Work item:
Go through the lines below and copy any that hold the string "None".

Records from a data collection:
use num_traits::{Float, Zero, One};
use totsu_core::LinAlgEx;
use crate::{BoolLp, LpSolve, Relaxed, RelaxError, Rounded, solve_relaxed};

//

/// Outcome of [`relax_and_round`].
#[derive(Debug, Clone)]
pub struct Outcome<F: Float>
{
    /// Relaxed solution with its status and optimal value.
    pub relaxed: Relaxed<F>,
    /// Rounded candidate; `None` unless the relaxed solution is optimal.
    pub rounded: Option<Rounded<F>>,
}

/// Relaxation and rounding.
///
/// 1. Relaxes `lp` and solves it by `solver`.
/// 1. If optimal, rounds the relaxed solution by `threshold` and checks its feasibility.
///
/// Returns `Ok` with [`Outcome`]; an infeasible or unbounded relaxation and an infeasible candidate are
/// reported there, not as `Err`.
/// `Err` is [`RelaxError::InvalidThreshold`], checked before solving, or a formulation error.
/// * `tol` is a feasibility tolerance; zero means the strict check.
pub fn relax_and_round<L, S>(lp: &BoolLp<L>, solver: &S, threshold: L::F, tol: L::F) -> Result<Outcome<L::F>, RelaxError>
where L: LinAlgEx, S: LpSolve<L>
{
    if !(threshold >= L::F::zero() && threshold <= L::F::one()) {
        log::error!("Threshold out of [0, 1]");
        return Err(RelaxError::InvalidThreshold);
    }

    let relaxed = solve_relaxed(lp, solver)?;

    let rounded = match relaxed.x() {
        Some(x_rlx) => {
            let rnd = lp.evaluate(x_rlx, threshold, tol)?;
            log::info!("rounded candidate: feasible {}", rnd.feasible);
            Some(rnd)
        },
        None => None,
    };

    Ok(Outcome {
        relaxed,
        rounded,
    })
}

Completed exercise:
    /// Rounded candidate; `None` unless the relaxed solution is optimal.
        None => None,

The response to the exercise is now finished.